STAT4002: Basic Data Analysis

Subject STAT4002: Basic Data Analysis

Question 1

This question uses the PULSE data that you used in Practical 2.

a) Describe the type of each of the following variables.
i. Pulse 1
ii. Ran
iii. Activity

b) What is the mean weight of the females?

c) What is the interquartile range of the heights of the males?

d) Examine boxplots of Pulse 1 for men and women and make two comments (about two different aspects).

e) Examine the boxplots of Pulse 1 for the different activity levels (ignore the 0 value). What conclusion can you draw?

f) Compare the average weight of smokers and non-smokers. What can be concluded?

g) Look at dotplots of Pulse 2 for the two values of the Ran variable. Write down two comments, one for each value of the Ran variable.

h) Create a single small image (a single Minitab output) that contains two separate histograms for males and females for Weight, so that someone could use this to compare weights of males and females

Question 2

a) Do you agree with this sentence? “If something has a probability of 0.7 it  can be expected to happen about 7 times as often as its opposite”. Explain your answer.

b) A standard pack of 52 cards is shuffled. You deal one card at a time until a seven turns up. You have gone through 8 cards and still not seen a seven. What is the chance of getting a seven on the 9th card?

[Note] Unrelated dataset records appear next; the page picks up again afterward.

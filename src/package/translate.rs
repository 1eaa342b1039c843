//! Abstract package names mapped to platform-specific packages.
//!
//! Only system-kind packages are translated: apt, pacman and Homebrew name
//! the same tool differently, while cargo/pip/npm/store identifiers are
//! already global.

use crate::platform::Platform;

/// One row of the translation table.
#[derive(Debug, Clone, Copy)]
pub struct TranslationRule {
    pub platform: Platform,
    pub name: &'static str,
    pub packages: &'static [&'static str],
}

const fn rule(
    platform: Platform,
    name: &'static str,
    packages: &'static [&'static str],
) -> TranslationRule {
    TranslationRule {
        platform,
        name,
        packages,
    }
}

/// Rules with a concrete list equal to the abstract name are left out; the
/// identity fallback covers them.
pub static TRANSLATIONS: &[TranslationRule] = &[
    // Node runtime: Linux splits the runtime and its package manager
    rule(Platform::Wsl, "nodejs", &["nodejs", "npm"]),
    rule(Platform::Arch, "nodejs", &["nodejs", "npm"]),
    rule(Platform::Mac, "nodejs", &["node"]),
    // Python with pip
    rule(
        Platform::Wsl,
        "python",
        &["python3", "python3-pip", "python3-venv"],
    ),
    rule(Platform::Arch, "python", &["python", "python-pip"]),
    // fd ships as fd-find on Debian/Ubuntu
    rule(Platform::Wsl, "fd", &["fd-find"]),
    // Compiler toolchain
    rule(Platform::Arch, "build-essential", &["base-devel"]),
    rule(Platform::Mac, "build-essential", &["coreutils"]),
    rule(Platform::Wsl, "openssh", &["openssh-client"]),
    rule(Platform::Wsl, "docker", &["docker.io"]),
];

/// Concrete packages to install for `name` on `platform`.
///
/// Total: names without a rule translate to themselves.
pub fn translate(platform: Platform, name: &str) -> Vec<String> {
    translate_with(TRANSLATIONS, platform, name)
}

pub fn translate_with(rules: &[TranslationRule], platform: Platform, name: &str) -> Vec<String> {
    rules
        .iter()
        .find(|r| r.platform == platform && r.name == name)
        .map(|r| r.packages.iter().map(|p| p.to_string()).collect())
        .unwrap_or_else(|| vec![name.to_string()])
}
use anyhow::{Context, Result};
use std::process::Command;

use super::common::TestEnvironment;

pub struct CommandOutput {
    pub stdout: String,
    pub stderr: String,
    pub exit_code: i32,
}

/// Run the built binary against the test environment's config file.
pub fn run_devrestore_command(env: &TestEnvironment, args: &[&str]) -> Result<CommandOutput> {
    let config_file = env.config_file();
    let output = Command::new(env!("CARGO_BIN_EXE_devrestore"))
        .arg("--config-file")
        .arg(&config_file)
        .arg("--no-color")
        .args(args)
        .current_dir(env.path())
        .output()
        .context("running devrestore")?;

    Ok(CommandOutput {
        stdout: String::from_utf8_lossy(&output.stdout).to_string(),
        stderr: String::from_utf8_lossy(&output.stderr).to_string(),
        exit_code: output.status.code().unwrap_or(-1),
    })
}

/// Parse every stdout line as a JSON event.
pub fn json_events(output: &CommandOutput) -> Result<Vec<serde_json::Value>> {
    output
        .stdout
        .lines()
        .filter(|line| !line.trim().is_empty())
        .map(|line| serde_json::from_str(line).with_context(|| format!("not JSON: {}", line)))
        .collect()
}

/// The first event with the given code.
pub fn find_event<'a>(events: &'a [serde_json::Value], code: &str) -> Option<&'a serde_json::Value> {
    events.iter().find(|event| event["code"] == code)
}
//! Event bus between the controller and the view.
//!
//! Single-threaded (WASM constraint) with interior mutability via RefCell.
//! Events are buffered and drained by the view on each frame.

use std::cell::RefCell;
use std::collections::VecDeque;
use std::rc::Rc;
use chat_types::event::ChatEvent;

/// Shared event bus — clone-cheap via Rc.
#[derive(Clone)]
pub struct EventBus {
    inner: Rc<RefCell<VecDeque<ChatEvent>>>,
}

impl EventBus {
    pub fn new() -> Self {
        Self {
            inner: Rc::new(RefCell::new(VecDeque::new())),
        }
    }

    pub fn emit(&self, event: ChatEvent) {
        self.inner.borrow_mut().push_back(event);
    }

    /// Drain all pending events. Called by the view each frame.
    pub fn drain(&self) -> Vec<ChatEvent> {
        self.inner.borrow_mut().drain(..).collect()
    }

    /// Check if there are pending events (useful for egui repaint triggers).
    pub fn has_pending(&self) -> bool {
        !self.inner.borrow().is_empty()
    }
}

impl Default for EventBus {
    fn default() -> Self {
        Self::new()
    }
}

c) Draw small-scale tree diagrams to work out each of the following:

i. The probability of obtaining two tails with two coins.
ii. The probability of obtaining four heads with four coins.

Question 3

The Environment Protection Agency has developed a testing programme to monitor petrol vehicle emission levels of several pollutants. Data collected under a variety of conditions suggests that the Normal curve provides an adequate approximation for the distribution of the key variable of interest,
the amount of oxides of nitrogen (g/mile) emitted by a vehicle. The mean emission has been found to be 1.7 g/mile, with a standard deviation of 0.48 g/mile.

a) Calculate the probability that a randomly selected petrol vehicle emits more than 0.88 g/mile.

b) Calculate the proportion of petrol vehicles that are expected to emit between 1.0 and 2.0 g/mile.

c) Calculate the upper permissible limit on vehicle pollution, defined by the agency to be the amount that only 1% of petrol vehicles exceed.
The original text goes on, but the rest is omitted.